*** Begin section ***

//! Configuration management for the relay.
//!
//! This module handles loading and validation of the relay configuration
//! from TOML files. Command-line overrides are applied by the application.

use ngevents::ServiceCapabilities;
use serde::{Deserialize, Serialize};
use std::collections::HashSet;
use std::path::PathBuf;
use tracing::info;

/// Relay configuration loaded from a TOML file.
#[derive(Debug, Clone, Default, PartialEq, Serialize, Deserialize)]
pub struct AppConfig {
    /// Settings of `serve` mode
    #[serde(default)]
    pub server: ServerSettings,
    /// Settings of `connect` mode
    #[serde(default)]
    pub client: ClientSettings,
    /// Logging configuration settings
    #[serde(default)]
    pub logging: LoggingSettings,
    /// Services exposed to every client in `serve` mode
    #[serde(default = "default_services")]
    pub services: Vec<ServiceSettings>,
}

/// Listening socket and demo emitter timing.
#[derive(Debug, Clone, PartialEq, Serialize, Deserialize)]
pub struct ServerSettings {
    /// Network address to bind the server to (e.g., "127.0.0.1:12345")
    pub bind_address: String,
    /// Period of the heartbeat emitter in milliseconds
    #[serde(default = "default_heartbeat_interval")]
    pub heartbeat_interval_ms: u64,
    /// Period of the clock emitter in milliseconds
    #[serde(default = "default_clock_interval")]
    pub clock_interval_ms: u64,
}

fn default_heartbeat_interval() -> u64 {
    1000
}

fn default_clock_interval() -> u64 {
    5150
}

impl Default for ServerSettings {
    fn default() -> Self {
        Self {
            bind_address: "127.0.0.1:12345".to_string(),
            heartbeat_interval_ms: default_heartbeat_interval(),
            clock_interval_ms: default_clock_interval(),
        }
    }
}

/// Where to connect and what to subscribe to.
#[derive(Debug, Clone, PartialEq, Serialize, Deserialize)]
pub struct ClientSettings {
    /// WebSocket URL of the relay server
    pub url: String,
    #[serde(default)]
    pub subscriptions: Vec<SubscriptionSettings>,
    /// Emitted once right after connecting
    #[serde(default)]
    pub greeting: Option<GreetingSettings>,
}

impl Default for ClientSettings {
    fn default() -> Self {
        Self {
            url: "ws://127.0.0.1:12345".to_string(),
            subscriptions: vec![
                SubscriptionSettings {
                    service: "heartBeat".to_string(),
                    event: "beat".to_string(),
                    ack: false,
                    hold_ms: 0,
                },
                SubscriptionSettings {
                    service: "clock".to_string(),
                    event: "time".to_string(),
                    ack: true,
                    hold_ms: 250,
                },
            ],
            greeting: Some(GreetingSettings {
                service: "heartBeat".to_string(),
                event: "hello".to_string(),
                message: "Hello world!".to_string(),
            }),
        }
    }
}

/// One remote event logged by the client.
#[derive(Debug, Clone, PartialEq, Serialize, Deserialize)]
pub struct SubscriptionSettings {
    pub service: String,
    pub event: String,
    /// Acknowledge each event, holding the server's emission until then
    #[serde(default)]
    pub ack: bool,
    /// How long an acknowledged event is held before it is acknowledged
    #[serde(default)]
    pub hold_ms: u64,
}

#[derive(Debug, Clone, PartialEq, Serialize, Deserialize)]
pub struct GreetingSettings {
    pub service: String,
    pub event: String,
    pub message: String,
}

/// Logging system configuration.
#[derive(Debug, Clone, PartialEq, Serialize, Deserialize)]
pub struct LoggingSettings {
    /// Log level (trace, debug, info, warn, error)
    pub level: String,
    /// Whether to use JSON formatting for logs
    #[serde(default)]
    pub json_format: bool,
}

impl Default for LoggingSettings {
    fn default() -> Self {
        Self {
            level: "info".to_string(),
            json_format: false,
        }
    }
}

/// Which demo emitter backs a service.
#[derive(Debug, Clone, Copy, PartialEq, Eq, Serialize, Deserialize)]
#[serde(rename_all = "lowercase")]
pub enum ServiceSource {
    /// Emits `beat` with a counter on every heartbeat period
    Heartbeat,
    /// Emits `time` with the Unix time in milliseconds on every clock period
    Clock,
}

/// A local emitter exposed to clients.
#[derive(Debug, Clone, PartialEq, Serialize, Deserialize)]
pub struct ServiceSettings {
    pub name: String,
    pub source: ServiceSource,
    #[serde(default)]
    pub capabilities: ServiceCapabilities,
}

fn default_services() -> Vec<ServiceSettings> {
    vec![
        ServiceSettings {
            name: "heartBeat".to_string(),
            source: ServiceSource::Heartbeat,
            capabilities: ServiceCapabilities {
                listen: true,
                emit: true,
                ack: true,
                rpc: false,
            },
        },
        ServiceSettings {
            name: "clock".to_string(),
            source: ServiceSource::Clock,
            capabilities: ServiceCapabilities::listen_only(),
        },
    ]
}

impl AppConfig {
    /// Loads configuration from a TOML file.
    ///
    /// If the file doesn't exist, a default configuration file is written
    /// and returned.
    pub async fn load_from_file(path: &PathBuf) -> Result<Self, Box<dyn std::error::Error>> {
        if path.exists() {
            let content = tokio::fs::read_to_string(path).await?;
            let config: AppConfig = toml::from_str(&content)?;
            Ok(config)
        } else {
            let default_config = AppConfig::with_default_services();
            let toml_content = toml::to_string_pretty(&default_config)?;
            tokio::fs::write(path, toml_content).await?;
            info!("Created default configuration file: {}", path.display());
            Ok(default_config)
        }
    }

    /// The default configuration, including the demo services.
    pub fn with_default_services() -> Self {
        Self {
            services: default_services(),
            ..Self::default()
        }
    }

    /// Validates the configuration.
    pub fn validate(&self) -> Result<(), String> {
        if self.server.bind_address.parse::<std::net::SocketAddr>().is_err() {
            return Err(format!("Invalid bind address: {}", &self.server.bind_address));
        }
        if self.server.heartbeat_interval_ms == 0 || self.server.clock_interval_ms == 0 {
            return Err("Emitter intervals must be greater than 0".to_string());
        }

        if !(self.client.url.starts_with("ws://") || self.client.url.starts_with("wss://")) {
            return Err(format!("Invalid client url: {} (expected ws:// or wss://)", self.client.url));
        }
        for subscription in &self.client.subscriptions {
            if subscription.service.is_empty() || subscription.event.is_empty() {
                return Err("Subscriptions need a service and an event".to_string());
            }
        }
        if let Some(greeting) = &self.client.greeting {
            if greeting.service.is_empty() || greeting.event.is_empty() {
                return Err("Greeting needs a service and an event".to_string());
            }
        }

        let mut names = HashSet::new();
        for service in &self.services {
            if service.name.is_empty() {
                return Err("Service names cannot be empty".to_string());
            }
            if !names.insert(service.name.as_str()) {
                return Err(format!("Duplicate service name: {}", service.name));
            }
        }

        let valid_levels = ["trace", "debug", "info", "warn", "error"];
        if !valid_levels.contains(&self.logging.level.as_str()) {
            return Err(format!(
                "Invalid log level: {}. Must be one of: {valid_levels:?}",
                &self.logging.level
            ));
        }

        Ok(())
    }
}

*** End section ***

Task goal:
One inclusive range is required: first line of the data through the line containing "Services exposed to". Set it down exactly and output nothing else.

Solution:
//! Configuration management for the relay.
//!
//! This module handles loading and validation of the relay configuration
//! from TOML files. Command-line overrides are applied by the application.

use ngevents::ServiceCapabilities;
use serde::{Deserialize, Serialize};
use std::collections::HashSet;
use std::path::PathBuf;
use tracing::info;

/// Relay configuration loaded from a TOML file.
#[derive(Debug, Clone, Default, PartialEq, Serialize, Deserialize)]
pub struct AppConfig {
    /// Settings of `serve` mode
    #[serde(default)]
    pub server: ServerSettings,
    /// Settings of `connect` mode
    #[serde(default)]
    pub client: ClientSettings,
    /// Logging configuration settings
    #[serde(default)]
    pub logging: LoggingSettings,
    /// Services exposed to every client in `serve` mode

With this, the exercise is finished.